The New School News

Alums at the Oscars: Laura Poitras nominated, Harry Belafonte honored

In early 2013, Laura Poitras (BA Liberal Arts ’96) received an encrypted e-mail from an anonymous source calling himself Citizen Four.

In the letter, he offered to reveal a trove of classified documents about how the National Security Agency was spying on people all over the world.

Poitras, who had already been working for several years on a film about monitoring programs in the United States, took him up on his offer. Several months later, she would fly to Hong Kong with her camera to meet the stranger—a contractor-turned-whistleblower named Edward Snowden.

The recordings of this and subsequent meetings would form the basis of Poitras’ critically acclaimed—and now Academy Award-nominated—documentary.

During the announcement of the 87th Academy Awards nominees this morning, it was revealed that Poitras, a graduate of The New School for Public Engagement, had secured a nomination for Best Documentary for CitizenFour, her film about Snowden and the NSA spying scandal.
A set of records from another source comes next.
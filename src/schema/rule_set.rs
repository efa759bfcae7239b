//! Leaf rule sets.
//!
//! This module provides [`RuleSet`], the schema node applied directly to a
//! single value: an ordered mapping from rule name to [`RuleConfig`].

use indexmap::IndexMap;
use serde_json::{Map, Value};

use crate::rule::{DynamicRule, RuleConfig, RuleValue};

/// A mapping from rule name to rule config, applied to one value.
///
/// Rules are evaluated in insertion order. Setting a rule twice keeps its
/// original position and replaces the config.
///
/// # Example
///
/// ```rust
/// use formcheck::Schema;
///
/// let name = Schema::rules().required().string().min_length(4);
/// assert_eq!(name.len(), 3);
/// assert!(name.is_required());
///
/// // Conditional requiredness computed from the whole value tree
/// let model = Schema::rules().required_when(|_props, _value, values| values["type"] == "car");
/// assert!(!model.is_required());
/// ```
#[derive(Debug, Clone, PartialEq, Default)]
pub struct RuleSet {
    rules: IndexMap<String, RuleConfig>,
}

impl RuleSet {
    /// Creates an empty rule set.
    pub fn new() -> Self {
        Self::default()
    }

    /// Sets a rule by name. The name must resolve in the registry used for
    /// validation, otherwise validation fails with `UnknownRule`.
    pub fn rule(mut self, name: impl Into<String>, config: impl Into<RuleConfig>) -> Self {
        self.rules.insert(name.into(), config.into());
        self
    }

    /// Sets a rule whose config is computed from `(props, value, values)`
    /// at evaluation time.
    pub fn dynamic<F, R>(self, name: impl Into<String>, f: F) -> Self
    where
        F: Fn(&Value, Option<&Value>, &Value) -> R + Send + Sync + 'static,
        R: Into<RuleValue>,
    {
        self.rule(name, DynamicRule::new(f))
    }

    /// The value must be present, not `null` and not `""`.
    pub fn required(self) -> Self {
        self.rule("required", true)
    }

    /// `required` only when `f(props, value, values)` returns true.
    pub fn required_when<F>(self, f: F) -> Self
    where
        F: Fn(&Value, Option<&Value>, &Value) -> bool + Send + Sync + 'static,
    {
        self.dynamic("required", f)
    }

    pub fn string(self) -> Self {
        self.rule("string", true)
    }

    pub fn number(self) -> Self {
        self.rule("number", true)
    }

    pub fn integer(self) -> Self {
        self.rule("integer", true)
    }

    pub fn boolean(self) -> Self {
        self.rule("boolean", true)
    }

    pub fn email(self) -> Self {
        self.rule("email", true)
    }

    /// At least `min` characters, or `min` items for an array.
    pub fn min_length(self, min: usize) -> Self {
        self.rule("minLength", min)
    }

    /// At most `max` characters, or `max` items for an array.
    pub fn max_length(self, max: usize) -> Self {
        self.rule("maxLength", max)
    }

    pub fn min(self, min: impl Into<RuleValue>) -> Self {
        self.rule("min", min.into())
    }

    pub fn max(self, max: impl Into<RuleValue>) -> Self {
        self.rule("max", max.into())
    }

    /// The value must be a date on or after `date`.
    pub fn min_date(self, date: impl Into<RuleValue>) -> Self {
        self.rule("minDate", date.into())
    }

    /// The value must be a date on or before `date`.
    pub fn max_date(self, date: impl Into<RuleValue>) -> Self {
        self.rule("maxDate", date.into())
    }

    /// The value must be a string matching the regex `pattern`.
    pub fn pattern(self, pattern: &str) -> Self {
        self.rule("pattern", pattern)
    }

    /// Returns the declared config of a rule.
    pub fn get(&self, name: &str) -> Option<&RuleConfig> {
        self.rules.get(name)
    }

    /// Iterates rules in declaration order.
    pub fn iter(&self) -> impl Iterator<Item = (&String, &RuleConfig)> {
        self.rules.iter()
    }

    pub fn len(&self) -> usize {
        self.rules.len()
    }

    pub fn is_empty(&self) -> bool {
        self.rules.is_empty()
    }

    /// Returns true when the set statically declares `required: true`.
    ///
    /// A dynamic `required` is not statically required; its verdict is only
    /// known per evaluation.
    pub fn is_required(&self) -> bool {
        matches!(
            self.rules.get("required"),
            Some(RuleConfig::Static(RuleValue::Bool(true)))
        )
    }

    /// Renders the declared rules as a JSON object.
    pub fn to_json(&self) -> Value {
        let map: Map<String, Value> = self
            .rules
            .iter()
            .map(|(name, config)| (name.clone(), config.to_json()))
            .collect();
        Value::Object(map)
    }
}

impl<'a> IntoIterator for &'a RuleSet {
    type Item = (&'a String, &'a RuleConfig);
    type IntoIter = indexmap::map::Iter<'a, String, RuleConfig>;

    fn into_iter(self) -> Self::IntoIter {
        self.rules.iter()
    }
}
This marks the New School graduate’s second Academy Award nod; she was previously nominated for her 2006 film, My Country My Country. This year, CitizenFour will go up against fellow nominees Vivian Maier, Last Days in Vietnam, The Salt of the Earth and Virunga.

Poitras shares the Oscar spotlight with fellow New School alum Harry Belafonte, who was honored by The Board of Governors of the Academy of Motion Picture Arts and Sciences with its Jean Hersholt Humanitarian Award last summer.

Since graduating from The New School, Poitras has gone on to document and expose U.S. government misdeeds concerning some of the last decade’s most controversial issues. Poitras’ recent films take a deeper look into the early years of the U.S. occupation in Iraq (My Country My Country) and a profile on Guantanamo prisoner Salim Hamdan (The Oath). She is also the recipient of the Pulitzer Prize for her reporting on the NSA scandal.

An actor, singer and longtime activist, Belafonte has shed light on racism and inequality both on and off screen, starring in such films as Carmen Jones, Odds Against Tomorrow, and The World, the Flesh and the Devil; organizing the Grammy Award-winning song “We Are the World”; and becoming one of the most vocal supporters of the civil rights movement. In 2005, Belafonte organized The Gathering For Justice as a way to shine awareness on gang violence and youth incarceration. He took classes in acting at the Dramatic Workshop at The New School in the 1940s.